Trump, the presumptive 2024 GOP presidential nominee, is accused of 34 felony counts of falsifying business records with the intent to further other crimes ahead of the 2016 presidential election. Trump has pleaded not guilty to all charges. The jury has already heard from several witnesses including former National Enquirer publisher David Pecker, First Republic Bank banker Gary Farro and long time Trump executive assistant Rhona Graff.

Trump’s lawyer Todd Blanche argued that when Trump took to Truth Social to talk about the case, he was simply defending himself against attacks from Daniels and Cohen. But when pressed by Merchan to provide specific examples of those attacks, Blanche did not provide any. Blanche also tried to argue that prosecutors did not challenge every single related repost on Trump’s social media profile, which Merchan seemed to dismiss outright.

“You’re losing all the credibility with the court,” Merchan warned Trump’s lawyers as they debated whether or not Trump was trying to comply with the order.

Trump has challenged the gag order, including a failed attempt to delay the trial while he fought it. An appeals court judge’s decision to keep the gag order in place came less than a week before jury selection began.

Trump has argued that this order is unconstitutionally limiting his political speech as he campaigns to be the next president. In the ruling that put the gag in order in place, Merchan rejected Trump’s assertion that his statements “constitute core political speech.”

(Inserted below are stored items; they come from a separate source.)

// Copyright (c) 2024-2025 Jesse Morgan / Morgan Forge
// SPDX-License-Identifier: AGPL-3.0-or-later

//! Login guard: credential check behind a progressive lockout.
//!
//! Every failed attempt increments a persisted failure counter. When the
//! counter reaches `max_attempts` a lockout window starts:
//!
//! ```text
//! duration = min(base ^ (failure_count - max_attempts + 1), max_lockout) seconds
//! ```
//!
//! While the window is open every attempt is rejected with
//! [`AuthError::Locked`] without being evaluated or counted. The first attempt
//! after the window closes clears the counter before it is evaluated, and a
//! successful login always clears it.

use chrono::{DateTime, Utc};
use serde::{Deserialize, Serialize};
use std::sync::Arc;

use super::digest::Credential;
use super::session_manager::{Session, SessionManager};
use crate::audit::AuditLogger;
use crate::clock::{deadline_after, Clock};
use crate::errors::{AuthError, StoreError};
use crate::store::{decode_timestamp, encode_timestamp, keys, KeyValueStore};

/// Default consecutive failures before a lockout.
pub const DEFAULT_MAX_ATTEMPTS: u32 = 3;

/// Default exponential backoff base.
pub const DEFAULT_BACKOFF_BASE: u32 = 2;

/// Default lockout cap: 30 minutes.
pub const DEFAULT_MAX_LOCKOUT_SECS: u64 = 30 * 60;

/// Lockout tuning.
#[derive(Debug, Clone, Copy, PartialEq, Eq, Serialize, Deserialize)]
pub struct LockoutPolicy {
    pub max_attempts: u32,
    pub backoff_base: u32,
    pub max_lockout_secs: u64,
}

impl Default for LockoutPolicy {
    fn default() -> Self {
        Self {
            max_attempts: DEFAULT_MAX_ATTEMPTS,
            backoff_base: DEFAULT_BACKOFF_BASE,
            max_lockout_secs: DEFAULT_MAX_LOCKOUT_SECS,
        }
    }
}

impl LockoutPolicy {
    /// Build a policy with at least one attempt and a base of at least 1.
    pub fn custom(max_attempts: u32, backoff_base: u32, max_lockout_secs: u64) -> Self {
        let clamped_attempts = max_attempts.max(1);
        let clamped_base = backoff_base.max(1);

        if clamped_attempts != max_attempts || clamped_base != backoff_base {
            tracing::warn!(
                "LOCKOUT_POLICY: max_attempts={} backoff_base={} out of range. Clamped to {} and {}.",
                max_attempts,
                backoff_base,
                clamped_attempts,
                clamped_base
            );
        }

        Self {
            max_attempts: clamped_attempts,
            backoff_base: clamped_base,
            max_lockout_secs,
        }
    }

    /// Lockout length for a given failure count, `None` below the threshold.
    ///
    /// Non-decreasing in `failure_count` and never above `max_lockout_secs`.
    pub fn lockout_secs(&self, failure_count: u32) -> Option<u64> {
        if failure_count < self.max_attempts {
            return None;
        }
        let exponent = failure_count - self.max_attempts + 1;
        let raw = u64::from(self.backoff_base)
            .checked_pow(exponent)
            .unwrap_or(u64::MAX);
        Some(raw.min(self.max_lockout_secs))
    }
}

/// Persisted failure bookkeeping.
#[derive(Debug, Clone, Copy, Default, PartialEq, Eq, Serialize, Deserialize)]
pub struct AttemptState {
    pub failure_count: u32,
    pub blocked_until: Option<DateTime<Utc>>,
}

impl AttemptState {
    pub fn is_locked(&self, now: DateTime<Utc>) -> bool {
        matches!(self.blocked_until, Some(until) if until > now)
    }

    /// Whole seconds left in the lockout, rounded up. `None` when not locked.
    pub fn retry_after_secs(&self, now: DateTime<Utc>) -> Option<u64> {
        let until = self.blocked_until.filter(|until| *until > now)?;
        let remaining_ms = (until - now).num_milliseconds().max(0) as u64;
        Some(remaining_ms.div_ceil(1000).max(1))
    }

    /// A recorded lockout whose window has closed.
    fn lockout_elapsed(&self, now: DateTime<Utc>) -> bool {
        matches!(self.blocked_until, Some(until) if until <= now)
    }
}

/// Guard events for audit logging
#[derive(Debug, Clone, PartialEq, Eq, Serialize, Deserialize)]
pub enum GuardEvent {
    LoginSucceeded,
    LoginFailed {
        failure_count: u32,
    },
    LockoutStarted {
        failure_count: u32,
        duration_secs: u64,
        until: DateTime<Utc>,
    },
    LockoutRejected {
        retry_after_secs: u64,
    },
    LockoutExpired,
}

impl GuardEvent {
    /// Format event for audit log
    pub fn to_audit_string(&self) -> String {
        match self {
            GuardEvent::LoginSucceeded => "LOGIN_SUCCESS | counters cleared".to_string(),
            GuardEvent::LoginFailed { failure_count } => {
                format!("LOGIN_FAILED | failures={}", failure_count)
            }
            GuardEvent::LockoutStarted { failure_count, duration_secs, until } => format!(
                "LOCKOUT_STARTED | failures={} duration={}s until={}",
                failure_count,
                duration_secs,
                until.format("%Y-%m-%d %H:%M:%S UTC")
            ),
            GuardEvent::LockoutRejected { retry_after_secs } => {
                format!("LOGIN_BLOCKED | retry_after={}s", retry_after_secs)
            }
            GuardEvent::LockoutExpired => "LOCKOUT_EXPIRED | counters cleared".to_string(),
        }
    }
}

/// Verifies credentials and owns the [`AttemptState`].
///
/// The only path that creates a session.
pub struct LoginGuard {
    credential: Credential,
    policy: LockoutPolicy,
    sessions: Arc<SessionManager>,
    store: Arc<dyn KeyValueStore>,
    clock: Arc<dyn Clock>,
    audit: Option<Arc<AuditLogger>>,
}

impl LoginGuard {
    pub fn new(
        credential: Credential,
        policy: LockoutPolicy,
        sessions: Arc<SessionManager>,
        store: Arc<dyn KeyValueStore>,
        clock: Arc<dyn Clock>,
    ) -> Self {
        Self {
            credential,
            policy,
            sessions,
            store,
            clock,
            audit: None,
        }
    }

    /// Also append guard events to an audit log.
    pub fn with_audit(mut self, audit: Arc<AuditLogger>) -> Self {
        self.audit = Some(audit);
        self
    }

    pub fn policy(&self) -> &LockoutPolicy {
        &self.policy
    }

    /// Check a submitted pair and issue a session on match.
    ///
    /// Empty strings are valid input; they simply fail the comparison.
    pub fn attempt_login(&self, identifier: &str, secret: &str) -> Result<Session, AuthError> {
        let now = self.clock.now();
        let mut state = self.attempt_state()?;

        if let Some(retry_after_secs) = state.retry_after_secs(now) {
            self.emit(&GuardEvent::LockoutRejected { retry_after_secs });
            return Err(AuthError::Locked { retry_after_secs });
        }

        if state.lockout_elapsed(now) || state.failure_count >= self.policy.max_attempts {
            state = AttemptState::default();
            self.save_attempt_state(&state)?;
            self.emit(&GuardEvent::LockoutExpired);
        }

        if self.credential.matches(identifier, secret) {
            self.save_attempt_state(&AttemptState::default())?;
            self.emit(&GuardEvent::LoginSucceeded);
            return self.sessions.create();
        }

        state.failure_count = state.failure_count.saturating_add(1);
        match self.policy.lockout_secs(state.failure_count) {
            Some(duration_secs) => {
                let until = deadline_after(now, duration_secs)
                    .ok_or(AuthError::DeadlineOutOfRange { secs: duration_secs })?;
                state.blocked_until = Some(until);
                self.save_attempt_state(&state)?;
                self.emit(&GuardEvent::LockoutStarted {
                    failure_count: state.failure_count,
                    duration_secs,
                    until,
                });
            }
            None => {
                self.save_attempt_state(&state)?;
                self.emit(&GuardEvent::LoginFailed {
                    failure_count: state.failure_count,
                });
            }
        }

        Err(AuthError::InvalidCredentials)
    }

    /// Read the persisted attempt state without modifying it.
    ///
    /// Malformed values are treated as absent.
    pub fn attempt_state(&self) -> Result<AttemptState, StoreError> {
        let failure_count = match self.store.get(keys::LOGIN_ATTEMPTS)? {
            Some(raw) => raw.trim().parse::<u32>().unwrap_or_else(|_| {
                tracing::warn!(
                    target: "security::login_guard",
                    event = "ATTEMPT_COUNT_MALFORMED",
                    "Stored failure count is not a number; treating it as zero"
                );
                0
            }),
            None => 0,
        };

        let blocked_until = match self.store.get(keys::LOGIN_BLOCKED_UNTIL)? {
            Some(raw) => {
                let parsed = decode_timestamp(&raw);
                if parsed.is_none() {
                    tracing::warn!(
                        target: "security::login_guard",
                        event = "LOCKOUT_TIMESTAMP_MALFORMED",
                        "Stored lockout deadline is not a valid timestamp; ignoring it"
                    );
                }
                parsed
            }
            None => None,
        };

        Ok(AttemptState {
            failure_count,
            blocked_until,
        })
    }

    fn emit(&self, event: &GuardEvent) {
        let line = event.to_audit_string();
        match event {
            GuardEvent::LockoutStarted { .. } | GuardEvent::LockoutRejected { .. } => {
                tracing::warn!("{}", line)
            }
            _ => tracing::info!("{}", line),
        }
        if let Some(audit) = &self.audit {
            audit.record(self.clock.now(), &line);
        }
    }

    fn save_attempt_state(&self, state: &AttemptState) -> Result<(), StoreError> {
        if state.failure_count == 0 {
            self.store.remove(keys::LOGIN_ATTEMPTS)?;
        } else {
            self.store.set(keys::LOGIN_ATTEMPTS, &state.failure_count.to_string())?;
        }

        match state.blocked_until {
            Some(until) => self.store.set(keys::LOGIN_BLOCKED_UNTIL, &encode_timestamp(until)),
            None => self.store.remove(keys::LOGIN_BLOCKED_UNTIL),
        }
    }
}


// ============================================================================
// TESTS
// ============================================================================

The current gag order does not cover Merchan or Bragg. Both have also been a recipient of the former president’s ire.

In a series of posts on Truth Social, his social media platform, Trump, without evidence called the gag order “ELECTION INTERFERENCE.”

The former president has faced penalties for violating gag orders in his prior New York trials. In the fall he was fined a collective $15,000 for two violations in his civil fraud trial — one instance which resulted in Trump unexpectedly being called up to the witness stand. Both fines were for statements seemingly made about the judge’s clerk.

The judge in that case, Arthur Engoron, noted that his chambers had been “inundated with hundreds of harassing and threatening phone calls, voicemails, emails, letters and packages” since beginning the trial.

Trump also faces a gag order in his federal election interference case in Washington, D.C., which limits public statements on prosecutors, court staffers and their family members — if those remarks were designed to interfere with lawyers’ or court staff’s work on the case.